Prompt:
The entries below should be transcribed in their entirety, exactly as written.
━━━━━ Source information
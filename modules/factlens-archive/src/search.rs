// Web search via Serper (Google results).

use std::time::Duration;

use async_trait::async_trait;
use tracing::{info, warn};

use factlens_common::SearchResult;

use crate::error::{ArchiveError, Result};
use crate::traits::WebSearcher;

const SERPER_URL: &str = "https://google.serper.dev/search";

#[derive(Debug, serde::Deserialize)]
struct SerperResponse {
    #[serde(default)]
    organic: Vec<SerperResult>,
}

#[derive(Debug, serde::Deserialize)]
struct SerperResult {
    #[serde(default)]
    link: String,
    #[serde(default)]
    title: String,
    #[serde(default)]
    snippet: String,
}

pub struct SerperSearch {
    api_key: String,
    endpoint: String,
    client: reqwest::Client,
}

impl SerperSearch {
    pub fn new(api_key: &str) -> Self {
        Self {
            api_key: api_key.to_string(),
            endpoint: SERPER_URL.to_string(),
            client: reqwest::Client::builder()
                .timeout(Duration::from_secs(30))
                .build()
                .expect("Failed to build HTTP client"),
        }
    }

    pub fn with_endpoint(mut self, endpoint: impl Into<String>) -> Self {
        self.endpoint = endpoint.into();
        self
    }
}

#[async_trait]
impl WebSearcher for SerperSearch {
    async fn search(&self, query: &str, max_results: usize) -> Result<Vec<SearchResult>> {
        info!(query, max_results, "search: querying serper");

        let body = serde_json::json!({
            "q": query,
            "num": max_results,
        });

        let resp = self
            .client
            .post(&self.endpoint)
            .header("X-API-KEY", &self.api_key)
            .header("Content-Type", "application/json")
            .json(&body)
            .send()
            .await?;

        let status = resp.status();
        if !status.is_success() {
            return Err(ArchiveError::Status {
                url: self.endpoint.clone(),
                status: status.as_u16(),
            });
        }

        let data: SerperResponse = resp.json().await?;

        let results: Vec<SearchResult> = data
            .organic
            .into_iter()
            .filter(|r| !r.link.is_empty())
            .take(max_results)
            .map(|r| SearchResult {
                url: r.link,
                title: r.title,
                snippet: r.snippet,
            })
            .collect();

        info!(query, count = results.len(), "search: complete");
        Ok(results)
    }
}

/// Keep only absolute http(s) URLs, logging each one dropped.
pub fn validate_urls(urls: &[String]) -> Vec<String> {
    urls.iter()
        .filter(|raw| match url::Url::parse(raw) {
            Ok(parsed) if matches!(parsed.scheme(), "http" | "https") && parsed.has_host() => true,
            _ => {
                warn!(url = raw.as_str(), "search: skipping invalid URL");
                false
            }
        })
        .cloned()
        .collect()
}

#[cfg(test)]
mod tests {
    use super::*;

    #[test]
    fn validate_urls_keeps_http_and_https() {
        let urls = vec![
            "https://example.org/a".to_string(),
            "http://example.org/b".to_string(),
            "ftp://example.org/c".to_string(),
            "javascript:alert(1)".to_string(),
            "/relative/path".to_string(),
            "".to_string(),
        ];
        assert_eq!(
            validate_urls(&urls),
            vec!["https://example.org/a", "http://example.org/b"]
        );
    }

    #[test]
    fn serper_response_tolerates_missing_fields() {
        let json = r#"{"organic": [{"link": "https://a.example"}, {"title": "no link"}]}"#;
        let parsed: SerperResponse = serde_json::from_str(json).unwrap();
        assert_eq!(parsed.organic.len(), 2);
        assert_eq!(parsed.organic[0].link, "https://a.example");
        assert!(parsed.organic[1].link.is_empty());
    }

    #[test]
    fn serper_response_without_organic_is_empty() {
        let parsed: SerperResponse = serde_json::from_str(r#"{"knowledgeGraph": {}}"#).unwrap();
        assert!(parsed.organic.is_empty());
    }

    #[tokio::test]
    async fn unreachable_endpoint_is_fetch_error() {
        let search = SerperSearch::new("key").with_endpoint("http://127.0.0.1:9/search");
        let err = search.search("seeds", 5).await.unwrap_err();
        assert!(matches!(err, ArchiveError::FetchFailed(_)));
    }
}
━━━━━━━━━━
Solution to the problem:
filename modules/factlens-archive/src/search.rs
// Web search via Serper (Google results).

use std::time::Duration;

use async_trait::async_trait;
use tracing::{info, warn};

use factlens_common::SearchResult;

use crate::error::{ArchiveError, Result};
use crate::traits::WebSearcher;

const SERPER_URL: &str = "https://google.serper.dev/search";

#[derive(Debug, serde::Deserialize)]
struct SerperResponse {
    #[serde(default)]
    organic: Vec<SerperResult>,
}

#[derive(Debug, serde::Deserialize)]
struct SerperResult {
    #[serde(default)]
    link: String,
    #[serde(default)]
    title: String,
    #[serde(default)]
    snippet: String,
}

pub struct SerperSearch {
    api_key: String,
    endpoint: String,
    client: reqwest::Client,
}

impl SerperSearch {
    pub fn new(api_key: &str) -> Self {
        Self {
            api_key: api_key.to_string(),
            endpoint: SERPER_URL.to_string(),
            client: reqwest::Client::builder()
                .timeout(Duration::from_secs(30))
                .build()
                .expect("Failed to build HTTP client"),
        }
    }

    pub fn with_endpoint(mut self, endpoint: impl Into<String>) -> Self {
        self.endpoint = endpoint.into();
        self
    }
}

#[async_trait]
impl WebSearcher for SerperSearch {
    async fn search(&self, query: &str, max_results: usize) -> Result<Vec<SearchResult>> {
        info!(query, max_results, "search: querying serper");

        let body = serde_json::json!({
            "q": query,
            "num": max_results,
        });

        let resp = self
            .client
            .post(&self.endpoint)
            .header("X-API-KEY", &self.api_key)
            .header("Content-Type", "application/json")
            .json(&body)
            .send()
            .await?;

        let status = resp.status();
        if !status.is_success() {
            return Err(ArchiveError::Status {
                url: self.endpoint.clone(),
                status: status.as_u16(),
            });
        }

        let data: SerperResponse = resp.json().await?;

        let results: Vec<SearchResult> = data
            .organic
            .into_iter()
            .filter(|r| !r.link.is_empty())
            .take(max_results)
            .map(|r| SearchResult {
                url: r.link,
                title: r.title,
                snippet: r.snippet,
            })
            .collect();

        info!(query, count = results.len(), "search: complete");
        Ok(results)
    }
}

/// Keep only absolute http(s) URLs, logging each one dropped.
pub fn validate_urls(urls: &[String]) -> Vec<String> {
    urls.iter()
        .filter(|raw| match url::Url::parse(raw) {
            Ok(parsed) if matches!(parsed.scheme(), "http" | "https") && parsed.has_host() => true,
            _ => {
                warn!(url = raw.as_str(), "search: skipping invalid URL");
                false
            }
        })
        .cloned()
        .collect()
}

#[cfg(test)]
mod tests {
    use super::*;

    #[test]
    fn validate_urls_keeps_http_and_https() {
        let urls = vec![
            "https://example.org/a".to_string(),
            "http://example.org/b".to_string(),
            "ftp://example.org/c".to_string(),
            "javascript:alert(1)".to_string(),
            "/relative/path".to_string(),
            "".to_string(),
        ];
        assert_eq!(
            validate_urls(&urls),
            vec!["https://example.org/a", "http://example.org/b"]
        );
    }

    #[test]
    fn serper_response_tolerates_missing_fields() {
        let json = r#"{"organic": [{"link": "https://a.example"}, {"title": "no link"}]}"#;
        let parsed: SerperResponse = serde_json::from_str(json).unwrap();
        assert_eq!(parsed.organic.len(), 2);
        assert_eq!(parsed.organic[0].link, "https://a.example");
        assert!(parsed.organic[1].link.is_empty());
    }

    #[test]
    fn serper_response_without_organic_is_empty() {
        let parsed: SerperResponse = serde_json::from_str(r#"{"knowledgeGraph": {}}"#).unwrap();
        assert!(parsed.organic.is_empty());
    }

    #[tokio::test]
    async fn unreachable_endpoint_is_fetch_error() {
        let search = SerperSearch::new("key").with_endpoint("http://127.0.0.1:9/search");
        let err = search.search("seeds", 5).await.unwrap_err();
        assert!(matches!(err, ArchiveError::FetchFailed(_)));
    }
}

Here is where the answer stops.